SUPPLIED INFORMATION:
========

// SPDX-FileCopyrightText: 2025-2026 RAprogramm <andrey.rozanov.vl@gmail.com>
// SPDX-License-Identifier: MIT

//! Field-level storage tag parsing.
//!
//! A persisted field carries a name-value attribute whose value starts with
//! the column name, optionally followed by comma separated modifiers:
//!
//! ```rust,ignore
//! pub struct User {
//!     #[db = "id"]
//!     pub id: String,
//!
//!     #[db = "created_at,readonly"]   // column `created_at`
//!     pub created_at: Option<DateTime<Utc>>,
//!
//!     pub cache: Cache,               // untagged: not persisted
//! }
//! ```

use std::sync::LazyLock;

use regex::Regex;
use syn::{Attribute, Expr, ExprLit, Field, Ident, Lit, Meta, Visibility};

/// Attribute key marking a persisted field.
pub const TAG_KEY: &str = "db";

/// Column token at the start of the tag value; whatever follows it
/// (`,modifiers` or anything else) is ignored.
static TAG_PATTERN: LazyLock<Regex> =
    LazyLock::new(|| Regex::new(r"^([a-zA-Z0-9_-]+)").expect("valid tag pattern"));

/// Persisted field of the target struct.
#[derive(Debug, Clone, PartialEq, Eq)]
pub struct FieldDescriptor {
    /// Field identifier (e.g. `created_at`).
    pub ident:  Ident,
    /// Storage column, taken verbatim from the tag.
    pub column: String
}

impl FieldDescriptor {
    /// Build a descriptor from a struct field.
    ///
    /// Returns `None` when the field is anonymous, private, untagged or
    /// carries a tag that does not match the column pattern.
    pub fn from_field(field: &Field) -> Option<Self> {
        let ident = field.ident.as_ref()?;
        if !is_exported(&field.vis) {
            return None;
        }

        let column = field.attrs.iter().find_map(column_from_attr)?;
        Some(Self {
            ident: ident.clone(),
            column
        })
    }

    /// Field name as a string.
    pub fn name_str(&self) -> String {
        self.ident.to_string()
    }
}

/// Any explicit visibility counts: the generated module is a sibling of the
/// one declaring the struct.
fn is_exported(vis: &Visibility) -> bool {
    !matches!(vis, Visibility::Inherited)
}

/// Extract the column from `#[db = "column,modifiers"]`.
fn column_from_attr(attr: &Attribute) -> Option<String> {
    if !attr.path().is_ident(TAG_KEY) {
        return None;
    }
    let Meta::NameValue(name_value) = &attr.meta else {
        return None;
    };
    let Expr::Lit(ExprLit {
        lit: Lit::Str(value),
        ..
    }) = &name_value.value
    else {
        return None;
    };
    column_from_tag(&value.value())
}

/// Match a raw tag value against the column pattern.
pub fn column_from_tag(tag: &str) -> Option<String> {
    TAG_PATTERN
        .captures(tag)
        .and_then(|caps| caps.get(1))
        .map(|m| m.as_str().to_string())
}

========

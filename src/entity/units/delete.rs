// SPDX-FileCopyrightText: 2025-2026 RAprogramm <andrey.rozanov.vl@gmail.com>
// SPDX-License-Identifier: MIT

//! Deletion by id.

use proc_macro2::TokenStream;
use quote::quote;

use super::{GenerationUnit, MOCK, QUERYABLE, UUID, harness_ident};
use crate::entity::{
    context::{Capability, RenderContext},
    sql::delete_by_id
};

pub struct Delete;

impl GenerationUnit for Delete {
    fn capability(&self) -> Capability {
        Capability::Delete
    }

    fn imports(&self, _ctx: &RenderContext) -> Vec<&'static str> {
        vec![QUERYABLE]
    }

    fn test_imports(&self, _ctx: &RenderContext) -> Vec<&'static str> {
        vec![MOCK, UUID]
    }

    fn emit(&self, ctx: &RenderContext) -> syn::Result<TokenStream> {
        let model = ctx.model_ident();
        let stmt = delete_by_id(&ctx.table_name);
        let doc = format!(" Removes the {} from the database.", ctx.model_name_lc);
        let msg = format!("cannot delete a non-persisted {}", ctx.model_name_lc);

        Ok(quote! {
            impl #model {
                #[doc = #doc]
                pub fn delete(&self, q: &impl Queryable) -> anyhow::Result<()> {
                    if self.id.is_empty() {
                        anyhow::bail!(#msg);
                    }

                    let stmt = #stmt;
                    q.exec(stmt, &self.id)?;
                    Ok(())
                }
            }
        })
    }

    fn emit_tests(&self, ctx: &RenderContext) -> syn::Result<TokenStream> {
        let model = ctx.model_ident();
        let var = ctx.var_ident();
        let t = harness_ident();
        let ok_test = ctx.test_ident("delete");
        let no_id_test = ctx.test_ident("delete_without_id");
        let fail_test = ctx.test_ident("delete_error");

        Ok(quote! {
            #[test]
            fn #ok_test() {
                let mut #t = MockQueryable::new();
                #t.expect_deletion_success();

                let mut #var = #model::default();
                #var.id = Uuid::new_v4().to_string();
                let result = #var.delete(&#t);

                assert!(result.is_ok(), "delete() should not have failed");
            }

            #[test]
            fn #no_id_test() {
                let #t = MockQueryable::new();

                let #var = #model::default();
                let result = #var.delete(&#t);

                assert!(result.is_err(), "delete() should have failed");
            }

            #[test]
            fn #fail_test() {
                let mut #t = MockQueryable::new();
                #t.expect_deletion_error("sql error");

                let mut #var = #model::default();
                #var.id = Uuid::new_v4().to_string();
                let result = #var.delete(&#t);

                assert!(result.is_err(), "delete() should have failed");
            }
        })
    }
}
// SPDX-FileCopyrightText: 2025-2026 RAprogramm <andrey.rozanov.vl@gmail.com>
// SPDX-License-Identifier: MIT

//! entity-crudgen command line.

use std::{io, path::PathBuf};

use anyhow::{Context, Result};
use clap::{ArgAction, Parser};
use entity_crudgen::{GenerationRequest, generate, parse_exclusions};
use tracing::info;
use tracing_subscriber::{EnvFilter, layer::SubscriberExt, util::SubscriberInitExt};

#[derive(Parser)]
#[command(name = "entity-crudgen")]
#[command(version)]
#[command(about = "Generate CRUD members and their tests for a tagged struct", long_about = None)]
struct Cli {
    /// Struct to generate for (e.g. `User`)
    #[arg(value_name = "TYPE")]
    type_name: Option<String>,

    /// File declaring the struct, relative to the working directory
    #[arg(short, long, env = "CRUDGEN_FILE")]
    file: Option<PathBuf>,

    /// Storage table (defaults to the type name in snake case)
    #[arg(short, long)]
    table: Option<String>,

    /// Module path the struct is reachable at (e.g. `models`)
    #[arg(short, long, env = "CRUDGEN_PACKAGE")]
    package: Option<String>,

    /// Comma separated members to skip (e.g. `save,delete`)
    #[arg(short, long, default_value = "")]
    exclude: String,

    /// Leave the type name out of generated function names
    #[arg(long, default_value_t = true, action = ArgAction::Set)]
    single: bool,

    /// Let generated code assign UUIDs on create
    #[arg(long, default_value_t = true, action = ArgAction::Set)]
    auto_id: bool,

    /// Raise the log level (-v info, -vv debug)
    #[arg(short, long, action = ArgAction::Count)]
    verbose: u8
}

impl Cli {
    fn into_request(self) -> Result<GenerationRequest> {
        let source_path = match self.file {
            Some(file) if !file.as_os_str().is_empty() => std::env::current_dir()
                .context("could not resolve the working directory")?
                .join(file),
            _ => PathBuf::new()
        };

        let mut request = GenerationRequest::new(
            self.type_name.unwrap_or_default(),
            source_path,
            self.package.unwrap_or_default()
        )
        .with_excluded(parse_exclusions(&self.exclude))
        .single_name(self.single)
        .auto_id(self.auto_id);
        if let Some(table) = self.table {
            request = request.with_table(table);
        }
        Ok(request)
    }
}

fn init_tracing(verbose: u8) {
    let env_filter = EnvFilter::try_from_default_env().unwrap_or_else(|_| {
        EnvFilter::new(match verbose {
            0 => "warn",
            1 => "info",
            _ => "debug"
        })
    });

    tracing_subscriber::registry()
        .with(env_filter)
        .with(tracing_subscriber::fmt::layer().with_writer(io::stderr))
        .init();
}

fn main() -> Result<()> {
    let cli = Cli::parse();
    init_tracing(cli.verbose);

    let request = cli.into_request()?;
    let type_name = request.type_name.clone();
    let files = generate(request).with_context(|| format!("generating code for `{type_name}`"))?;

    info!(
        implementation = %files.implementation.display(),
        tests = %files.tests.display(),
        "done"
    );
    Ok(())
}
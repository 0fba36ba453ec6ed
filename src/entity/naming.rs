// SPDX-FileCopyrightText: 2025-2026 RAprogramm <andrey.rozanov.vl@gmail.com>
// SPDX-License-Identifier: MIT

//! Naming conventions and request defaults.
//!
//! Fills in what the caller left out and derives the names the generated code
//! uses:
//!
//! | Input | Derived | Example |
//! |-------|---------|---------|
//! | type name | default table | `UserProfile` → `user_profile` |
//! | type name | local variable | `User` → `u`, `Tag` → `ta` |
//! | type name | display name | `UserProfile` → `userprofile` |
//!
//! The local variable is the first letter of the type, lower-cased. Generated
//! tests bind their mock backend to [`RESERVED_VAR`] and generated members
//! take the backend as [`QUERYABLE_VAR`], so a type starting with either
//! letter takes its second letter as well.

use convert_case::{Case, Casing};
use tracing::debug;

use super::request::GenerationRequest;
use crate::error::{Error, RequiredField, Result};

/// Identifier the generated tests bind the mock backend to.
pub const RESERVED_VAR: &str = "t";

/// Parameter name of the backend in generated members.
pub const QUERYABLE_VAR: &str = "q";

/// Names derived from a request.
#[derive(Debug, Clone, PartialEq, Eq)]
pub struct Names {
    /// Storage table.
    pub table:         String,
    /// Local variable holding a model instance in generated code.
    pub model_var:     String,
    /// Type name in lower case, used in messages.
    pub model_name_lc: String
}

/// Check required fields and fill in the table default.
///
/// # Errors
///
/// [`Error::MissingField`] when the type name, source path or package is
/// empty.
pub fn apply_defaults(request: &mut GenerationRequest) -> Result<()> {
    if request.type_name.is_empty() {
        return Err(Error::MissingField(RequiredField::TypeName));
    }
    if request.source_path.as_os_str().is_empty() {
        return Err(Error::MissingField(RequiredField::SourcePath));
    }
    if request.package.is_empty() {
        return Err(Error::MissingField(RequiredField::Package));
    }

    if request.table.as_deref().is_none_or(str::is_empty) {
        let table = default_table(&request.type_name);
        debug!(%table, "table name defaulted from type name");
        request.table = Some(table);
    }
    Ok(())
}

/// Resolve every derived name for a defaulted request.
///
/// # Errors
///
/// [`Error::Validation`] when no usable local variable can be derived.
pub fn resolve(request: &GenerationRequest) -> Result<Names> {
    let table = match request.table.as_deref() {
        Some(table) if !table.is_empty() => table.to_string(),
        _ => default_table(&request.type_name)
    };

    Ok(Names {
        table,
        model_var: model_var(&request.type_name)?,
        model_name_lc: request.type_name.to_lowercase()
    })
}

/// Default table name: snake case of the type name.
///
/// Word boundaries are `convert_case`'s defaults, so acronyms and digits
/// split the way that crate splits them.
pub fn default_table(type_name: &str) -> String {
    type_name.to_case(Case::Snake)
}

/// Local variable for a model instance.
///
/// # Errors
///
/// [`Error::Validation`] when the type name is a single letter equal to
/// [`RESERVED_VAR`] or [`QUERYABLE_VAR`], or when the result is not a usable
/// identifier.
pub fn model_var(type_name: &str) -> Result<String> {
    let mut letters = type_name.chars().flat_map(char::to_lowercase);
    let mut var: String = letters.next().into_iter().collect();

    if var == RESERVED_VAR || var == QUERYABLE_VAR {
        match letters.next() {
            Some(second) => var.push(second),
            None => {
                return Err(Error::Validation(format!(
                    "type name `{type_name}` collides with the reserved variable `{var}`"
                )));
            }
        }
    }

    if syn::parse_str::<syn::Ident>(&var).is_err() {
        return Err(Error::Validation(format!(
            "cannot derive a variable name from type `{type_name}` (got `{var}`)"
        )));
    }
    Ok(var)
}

========

TRY IT:
Look through the entries above. Extract each line with the word "verbose".

THE ANSWER:
    verbose: u8
fn init_tracing(verbose: u8) {
        EnvFilter::new(match verbose {
    init_tracing(cli.verbose);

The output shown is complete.